The start was chaotic as Helio Castroneves went from third to first at the first corner, moving polesitter Simon Pagenaud to second with Graham Rahal behind. Heading down to Turn 3, Will Power was squeezed to the outside wall by Scott Dixon while trying to avoid Rahal.
Power’s steering was damaged enough where he could not successfully navigate pit road after making it around the track. He would retire, finishing 21st. Dixon was able to make it back to pit road where his rear wing was changed and he was handed a drive-thru penalty for unauthorized work under a closed pit.
The race restarted on Lap 7 with Castroneves leading Pagenaud, Rahal, Newgarden and Hinchcliffe. The big charger at this point was Spencer Pigot, moving to fourth place during the first stint. However, another full course yellow would put Pigot’s charge on a halt.

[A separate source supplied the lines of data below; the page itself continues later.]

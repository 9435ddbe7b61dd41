//! Roll modes and check-modifier arithmetic

use std::fmt;

use crate::ability::AbilityScore;
use crate::level::CharacterLevel;
use crate::proficency::Proficency;

/// How many d20s a roll uses and which one counts.
#[derive(Debug, Clone, Copy, PartialEq, Eq, Hash, Default)]
#[cfg_attr(feature = "serde", derive(serde::Serialize, serde::Deserialize))]
pub enum RollMode {
    /// One die, taken as rolled
    #[default]
    Normal,
    /// Two dice, keep the higher
    Advantage,
    /// Two dice, keep the lower
    Disadvantage,
}

impl RollMode {
    /// Combines two sources of roll mode into one.
    ///
    /// Any advantage and any disadvantage cancel to `Normal`, no matter
    /// how many sources of each there are; otherwise the non-normal
    /// operand wins. Commutative.
    ///
    /// # Examples
    ///
    /// ```
    /// use sw5e::RollMode::*;
    ///
    /// assert_eq!(Normal.combine(Advantage), Advantage);
    /// assert_eq!(Advantage.combine(Disadvantage), Normal);
    /// assert_eq!(Disadvantage.combine(Disadvantage), Disadvantage);
    /// ```
    #[must_use]
    pub const fn combine(self, other: Self) -> Self {
        match (self, other) {
            (Self::Normal, mode) | (mode, Self::Normal) => mode,
            (Self::Advantage, Self::Advantage) => Self::Advantage,
            (Self::Disadvantage, Self::Disadvantage) => Self::Disadvantage,
            _ => Self::Normal,
        }
    }

    /// How many d20s this mode rolls.
    #[must_use]
    pub const fn dice(self) -> u8 {
        match self {
            Self::Normal => 1,
            Self::Advantage | Self::Disadvantage => 2,
        }
    }
}

impl fmt::Display for RollMode {
    fn fmt(&self, f: &mut fmt::Formatter<'_>) -> fmt::Result {
        let name = match self {
            Self::Normal => "normal",
            Self::Advantage => "advantage",
            Self::Disadvantage => "disadvantage",
        };
        write!(f, "{}", name)
    }
}

/// The flat modifier added to a d20 check: the ability modifier plus the
/// tier's share of the level's proficiency bonus.
///
/// # Examples
///
/// ```
/// use sw5e::{check_modifier, AbilityScore, CharacterLevel, Proficency};
///
/// let dex = AbilityScore::new(16).unwrap();
/// let level = CharacterLevel::new(5).unwrap();
///
/// assert_eq!(check_modifier(Proficency::Untrained, level, dex), 3);
/// assert_eq!(check_modifier(Proficency::Proficent, level, dex), 6);
/// assert_eq!(check_modifier(Proficency::Expertise, level, dex), 9);
/// ```
#[must_use]
pub const fn check_modifier(
    proficency: Proficency,
    level: CharacterLevel,
    score: AbilityScore,
) -> i8 {
    score.modifier() + proficency.bonus(level.proficiency_bonus())
}

#[cfg(test)]
mod tests {
    use super::*;

    #[test]
    fn test_combine_is_commutative() {
        let modes = [RollMode::Normal, RollMode::Advantage, RollMode::Disadvantage];
        for a in modes {
            for b in modes {
                assert_eq!(a.combine(b), b.combine(a));
            }
        }
    }

    #[test]
    fn test_advantage_and_disadvantage_cancel() {
        assert_eq!(
            RollMode::Advantage.combine(RollMode::Disadvantage),
            RollMode::Normal
        );
    }

    #[test]
    fn test_normal_is_identity() {
        for mode in [RollMode::Normal, RollMode::Advantage, RollMode::Disadvantage] {
            assert_eq!(RollMode::Normal.combine(mode), mode);
        }
    }

    #[test]
    fn test_dice_counts() {
        assert_eq!(RollMode::Normal.dice(), 1);
        assert_eq!(RollMode::Advantage.dice(), 2);
        assert_eq!(RollMode::Disadvantage.dice(), 2);
    }

    #[test]
    fn test_check_modifier_with_penalty() {
        // Low score, untrained: the modifier can go negative.
        let str_score = AbilityScore::new(6).unwrap();
        let level = CharacterLevel::new(1).unwrap();
        assert_eq!(check_modifier(Proficency::Untrained, level, str_score), -2);
        assert_eq!(check_modifier(Proficency::Trained, level, str_score), -1);
    }
}
//! The SW5e skill list and governing abilities

use std::fmt;

use crate::ability::Ability;

/// The eighteen skills of Star Wars 5e.
///
/// The list follows the SW5e Player's Handbook: History becomes Lore,
/// Arcana and Religion are folded into Technology and Lore, and Piloting
/// is added.
#[derive(Debug, Clone, Copy, PartialEq, Eq, Hash)]
#[cfg_attr(feature = "serde", derive(serde::Serialize, serde::Deserialize))]
pub enum Skill {
    /// Balance, tumbling, staying on your feet
    Acrobatics,
    /// Calming, controlling, and reading beasts
    AnimalHandling,
    /// Climbing, jumping, swimming, grappling
    Athletics,
    /// Hiding the truth convincingly
    Deception,
    /// Reading intentions and moods
    Insight,
    /// Influence through threats and menace
    Intimidation,
    /// Deduction and searching for clues
    Investigation,
    /// Galactic history, cultures, and the Force
    Lore,
    /// Stabilizing the dying and diagnosing ailments
    Medicine,
    /// Terrain, flora, fauna, and weather
    Nature,
    /// Noticing what there is to notice
    Perception,
    /// Entertaining an audience
    Performance,
    /// Influence through tact and charm
    Persuasion,
    /// Operating vehicles and starships
    Piloting,
    /// Manual trickery and lifting pockets
    SleightOfHand,
    /// Moving unseen and unheard
    Stealth,
    /// Tracking, foraging, and enduring the wilds
    Survival,
    /// Computers, droids, and slicing
    Technology,
}

impl Skill {
    /// All eighteen skills, in the book's alphabetical order.
    pub const ALL: [Self; 18] = [
        Self::Acrobatics,
        Self::AnimalHandling,
        Self::Athletics,
        Self::Deception,
        Self::Insight,
        Self::Intimidation,
        Self::Investigation,
        Self::Lore,
        Self::Medicine,
        Self::Nature,
        Self::Perception,
        Self::Performance,
        Self::Persuasion,
        Self::Piloting,
        Self::SleightOfHand,
        Self::Stealth,
        Self::Survival,
        Self::Technology,
    ];

    /// The ability a check with this skill is rolled against.
    ///
    /// # Examples
    ///
    /// ```
    /// use sw5e::{Ability, Skill};
    ///
    /// assert_eq!(Skill::Athletics.ability(), Ability::Strength);
    /// assert_eq!(Skill::Piloting.ability(), Ability::Intelligence);
    /// assert_eq!(Skill::Perception.ability(), Ability::Wisdom);
    /// ```
    #[must_use]
    pub const fn ability(self) -> Ability {
        match self {
            Self::Athletics => Ability::Strength,
            Self::Acrobatics | Self::SleightOfHand | Self::Stealth => Ability::Dexterity,
            Self::Investigation
            | Self::Lore
            | Self::Nature
            | Self::Piloting
            | Self::Technology => Ability::Intelligence,
            Self::AnimalHandling
            | Self::Insight
            | Self::Medicine
            | Self::Perception
            | Self::Survival => Ability::Wisdom,
            Self::Deception | Self::Intimidation | Self::Performance | Self::Persuasion => {
                Ability::Charisma
            }
        }
    }
}

impl fmt::Display for Skill {
    fn fmt(&self, f: &mut fmt::Formatter<'_>) -> fmt::Result {
        let name = match self {
            Self::Acrobatics => "Acrobatics",
            Self::AnimalHandling => "Animal Handling",
            Self::Athletics => "Athletics",
            Self::Deception => "Deception",
            Self::Insight => "Insight",
            Self::Intimidation => "Intimidation",
            Self::Investigation => "Investigation",
            Self::Lore => "Lore",
            Self::Medicine => "Medicine",
            Self::Nature => "Nature",
            Self::Perception => "Perception",
            Self::Performance => "Performance",
            Self::Persuasion => "Persuasion",
            Self::Piloting => "Piloting",
            Self::SleightOfHand => "Sleight of Hand",
            Self::Stealth => "Stealth",
            Self::Survival => "Survival",
            Self::Technology => "Technology",
        };
        write!(f, "{}", name)
    }
}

Tony Kanaan was coming out of the pits on Lap 24 and tried to put together a fast out lap but unfortunately the No. 10 NTT Data Honda found itself in the first turn tire barrier.
The leaders that hadn’t stopped yet found themselves behind almost every car that had already stopped. Enter Newgarden’s good luck.
Much like last year when Tim Cindric called Will Power into the pits right before a caution came out, Cindric did the same thing this year with his new driver and the decision paid dividends.
The green flag came out with Josef Newgarden leading the yet-to-stop Ed Jones and the early stopping Charlie Kimball. After Jones fell a few places and Kimball pitted, Alexander Rossi and Hinchcliffe were second and third during much of the mid-race action.
With a chance of rain later in the race, many drivers pitted with just over 30 laps to go but would have to be on a fuel saving strategy for the rest of the race but the rain never came.
Newgarden would lead 58 laps to score his second win at Toronto. Rossi finished second after starting eighth while hometown hero James Hinchcliffe finished third ahead of Marco Andretti and Simon Pagenaud in the top five.
Unofficially Dixon’s points lead is now three over Castroneves. Castroneves finished eighth, Dixon finished tenth.
Newgarden is looking forward to Mid Ohio but he has another victory on his mind.
“I would like to win somewhere that I haven’t won.,” Newgarden said. “I won at Barber, and then we won again there. I have already won here and we won again here with Team Penske. I would like to get these guys another win where I haven’t won before, because that would be really great for me and for the entire group. So hopefully we can get that at Mid-Ohio.”